Just that, 250-300 running processes in top shown for a second. 250-300 
is the number of postgres worker processes used, but normally only 1-3 
of them are running according to top. At times of load FreeBSD (?) 
schedules all of them to run. This doesn't really put the machine on its 
knees, it just impacts load avg.




Re: Gigantic load average spikes

From
David Rowley
Date:
On Mon, 1 Apr 2019 at 18:08, rihad <rihad@mail.ru> wrote:
>
> > What exactly do you mean by "running processes"? I don't think I've ever
> > seen a Unix with only 1 to 3 running processes in total, so you are
> > probably referring to processes in a certain state.
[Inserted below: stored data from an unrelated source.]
use ndarray::{Array1, Array2};

use stride_core::{Expr, Interval, Ocp};

use crate::{
    ConfigurationError, Options,
    aggregate::{
        CostLedger, StructuredBounds,
        constraint,
        objective::{self, CostFamily},
        single_phase, structured_bounds,
    },
};

use super::Construction;

/// Sizes that fix a constructed solver.
///
/// `nx` counts the augmented state `[p; x]`.
#[derive(Debug, Clone, Copy, PartialEq, Eq)]
pub struct Dimensions {
    pub nx: usize,
    pub nu: usize,
    pub np: usize,
    pub shooting_nodes: usize,
    pub ny: usize,
    pub ny_e: usize,
    pub nh: usize,
    pub nh_e: usize,
}

impl Dimensions {
    /// The first size that differs from `other`, as `(name, self, other)`.
    #[must_use]
    pub fn first_difference(&self, other: &Self) -> Option<(&'static str, usize, usize)> {
        [
            ("state dimension", self.nx, other.nx),
            ("control dimension", self.nu, other.nu),
            ("parameter dimension", self.np, other.np),
            ("shooting node count", self.shooting_nodes, other.shooting_nodes),
            ("running residual size", self.ny, other.ny),
            ("terminal residual size", self.ny_e, other.ny_e),
            ("path constraint size", self.nh, other.nh),
            ("terminal constraint size", self.nh_e, other.nh_e),
        ]
        .into_iter()
        .find(|(_, mine, theirs)| mine != theirs)
    }
}

/// The explicit ODE `x' = f_expl(x, u)` over the augmented state.
#[derive(Debug, Clone)]
pub struct Model<E> {
    pub name: String,
    pub x: E,
    pub u: E,
    pub f_expl: E,
}

/// Least-squares residuals, either as selections or as expressions.
#[derive(Debug, Clone)]
pub enum CostDefinition<E> {
    LinearLs {
        vx: Array2<f64>,
        vu: Array2<f64>,
        vx_e: Array2<f64>,
    },
    NonlinearLs {
        y_expr: E,
        y_expr_e: E,
    },
}

/// Everything the backend needs to generate a solver.
#[derive(Debug, Clone)]
pub struct Definition<E> {
    pub dimensions: Dimensions,
    pub final_time: f64,
    pub model: Model<E>,
    pub cost: CostDefinition<E>,
    pub w: Array2<f64>,
    pub w_e: Array2<f64>,
    pub constr_type: String,
    pub h: E,
    pub h_e: E,
    pub path_bounds: Interval,
    pub terminal_bounds: Interval,
    pub bounds: StructuredBounds,
    pub solver_options: Options,
    pub acados_dir: Option<String>,
}

/// The data pushed to each node before every solve.
#[derive(Debug, Clone, PartialEq)]
pub struct NodeData {
    /// One running reference per shooting node, empty without running costs.
    pub references: Vec<Array1<f64>>,
    pub terminal_reference: Option<Array1<f64>>,
    /// Initial augmented states, `N + 1` of them.
    pub x_init: Vec<Array1<f64>>,
    pub u_init: Vec<Array1<f64>>,
}

/// A single-phase problem in the structured solver's form.
#[derive(Debug, Clone)]
pub struct Transcription<E> {
    pub definition: Definition<E>,
    pub nodes: NodeData,
}

/// Aggregates costs, constraints and bounds of `ocp` and lays them out for
/// the structured solver.
///
/// # Errors
///
/// Returns a [`ConfigurationError`] if any part of the problem cannot be
/// expressed in the structured form.
pub fn transcribe<E: Expr>(
    ocp: &Ocp<E>,
    construction: &Construction,
    solver_options: &Options,
    model_name: &str,
) -> Result<Transcription<E>, ConfigurationError> {
    let phase = single_phase(ocp)?;
    let n = phase.shooting_nodes();
    let np = ocp.parameter_count();
    let symbols = phase.symbols();

    let costs = objective::least_squares(ocp, construction.cost)?;
    let constraints = constraint::structured(ocp)?;
    let bounds = structured_bounds(ocp)?;

    let parameters = ocp.parameter_symbol();
    let model = Model {
        name: model_name.to_owned(),
        x: E::vertcat(&[parameters.clone(), symbols.state.clone()]),
        u: symbols.control.clone(),
        f_expl: E::vertcat(&[E::zeros(np), phase.dynamics(&parameters)]),
    };

    let (cost, w, w_e) = match construction.cost {
        CostFamily::LinearLs => (
            CostDefinition::LinearLs {
                vx: selection(costs.running.vx(), phase.nx()),
                vu: selection(costs.running.vu(), phase.nu()),
                vx_e: selection(costs.terminal.vx(), phase.nx()),
            },
            costs.running.weights(),
            costs.terminal.weights(),
        ),
        CostFamily::NonlinearLs => {
            let (y_expr, w) = residual_or_placeholder(&costs.running);
            let (y_expr_e, w_e) = residual_or_placeholder(&costs.terminal);
            (CostDefinition::NonlinearLs { y_expr, y_expr_e }, w, w_e)
        }
    };

    let dimensions = Dimensions {
        nx: phase.nx() + np,
        nu: phase.nu(),
        np,
        shooting_nodes: n,
        ny: w.nrows(),
        ny_e: w_e.nrows(),
        nh: constraints.path.numel(),
        nh_e: constraints.terminal.numel(),
    };

    let parameter_init = parameter_initial_guess(ocp);
    let x_init = (0..=n)
        .map(|node| {
            let state = phase.x_init().evaluate_at(node, n + 1)?;
            Ok(parameter_init.iter().chain(&state).copied().collect())
        })
        .collect::<Result<Vec<Array1<f64>>, stride_core::Error>>()?;
    let u_init = (0..n)
        .map(|node| phase.u_init().evaluate_at(node, n))
        .collect::<Result<Vec<_>, _>>()?;

    let nodes = NodeData {
        references: if costs.running.is_empty() {
            Vec::new()
        } else {
            (0..n).map(|node| costs.running.reference(node)).collect()
        },
        terminal_reference: (!costs.terminal.is_empty()).then(|| costs.terminal.reference(0)),
        x_init,
        u_init,
    };

    log::debug!(
        "structured problem: nx {}, nu {}, N {}, ny {}, ny_e {}, nh {}, nh_e {}",
        dimensions.nx,
        dimensions.nu,
        n,
        dimensions.ny,
        dimensions.ny_e,
        dimensions.nh,
        dimensions.nh_e
    );

    Ok(Transcription {
        definition: Definition {
            dimensions,
            final_time: phase.final_time(),
            model,
            cost,
            w,
            w_e,
            constr_type: construction.constr_type.clone(),
            h: constraints.path,
            h_e: constraints.terminal,
            path_bounds: constraints.path_bounds,
            terminal_bounds: constraints.terminal_bounds,
            bounds,
            solver_options: solver_options.clone(),
            acados_dir: construction.acados_dir.clone(),
        },
        nodes,
    })
}

/// Every block of a linear ledger carries a selection.
fn selection(stacked: Option<Array2<f64>>, columns: usize) -> Array2<f64> {
    stacked.unwrap_or_else(|| Array2::zeros((0, columns)))
}

/// The ledger's residual and weights, or a one-row zero residual with zero
/// weight when the ledger is empty.
fn residual_or_placeholder<E: Expr>(ledger: &CostLedger<E>) -> (E, Array2<f64>) {
    if ledger.is_empty() {
        (E::zeros(1), Array2::zeros((1, 1)))
    } else {
        (ledger.residual(), ledger.weights())
    }
}

fn parameter_initial_guess<E: Expr>(ocp: &Ocp<E>) -> Array1<f64> {
    ocp.parameters()
        .iter()
        .flat_map(|parameter| parameter.initial_guess().iter().copied())
        .collect()
}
Runnable (R)?
> > Uninterruptible sleep (D)? Both? Something else?
>
> Just that, 250-300 running processes in top shown for a second. 250-300
> is the number of postgres worker processes used, but normally only 1-3
> of them are running according to top. At times of load FreeBSD (?)
> schedules all of them to run. This doesn't really put the machine on its
> knees, it just impacts load avg.

Perhaps a bunch of processes waiting on the access exclusive lock on
the materialized view being released?

log_lock_waits might help you if the MV takes more than a second to
refresh, otherwise, you might need to have a look at ungranted locks
in pg_locks and see if the number of locks spikes during the refresh.

-- 
 David Rowley                   http://www.2ndQuadrant.com/
 PostgreSQL Development, 24x7 Support, Training & Services



Re: Gigantic load average spikes

From
Adrian Klaver
Date:
On 3/31/19 10:08 PM, rihad wrote:
>> What exactly do you mean by "running processes"? I don't think I've ever
>> seen a Unix with only 1 to 3 running processes in total, so you are
>> probably referring to processes in a certain state. Runnable (R)?
>> Uninterruptible sleep (D)? Both? Something else?
> 
> Just that, 250-300 running processes in top shown for a second. 250-300 
> is the number of postgres worker processes used, but normally only 1-3 
> of them are running according to top. At times of load FreeBSD (?) 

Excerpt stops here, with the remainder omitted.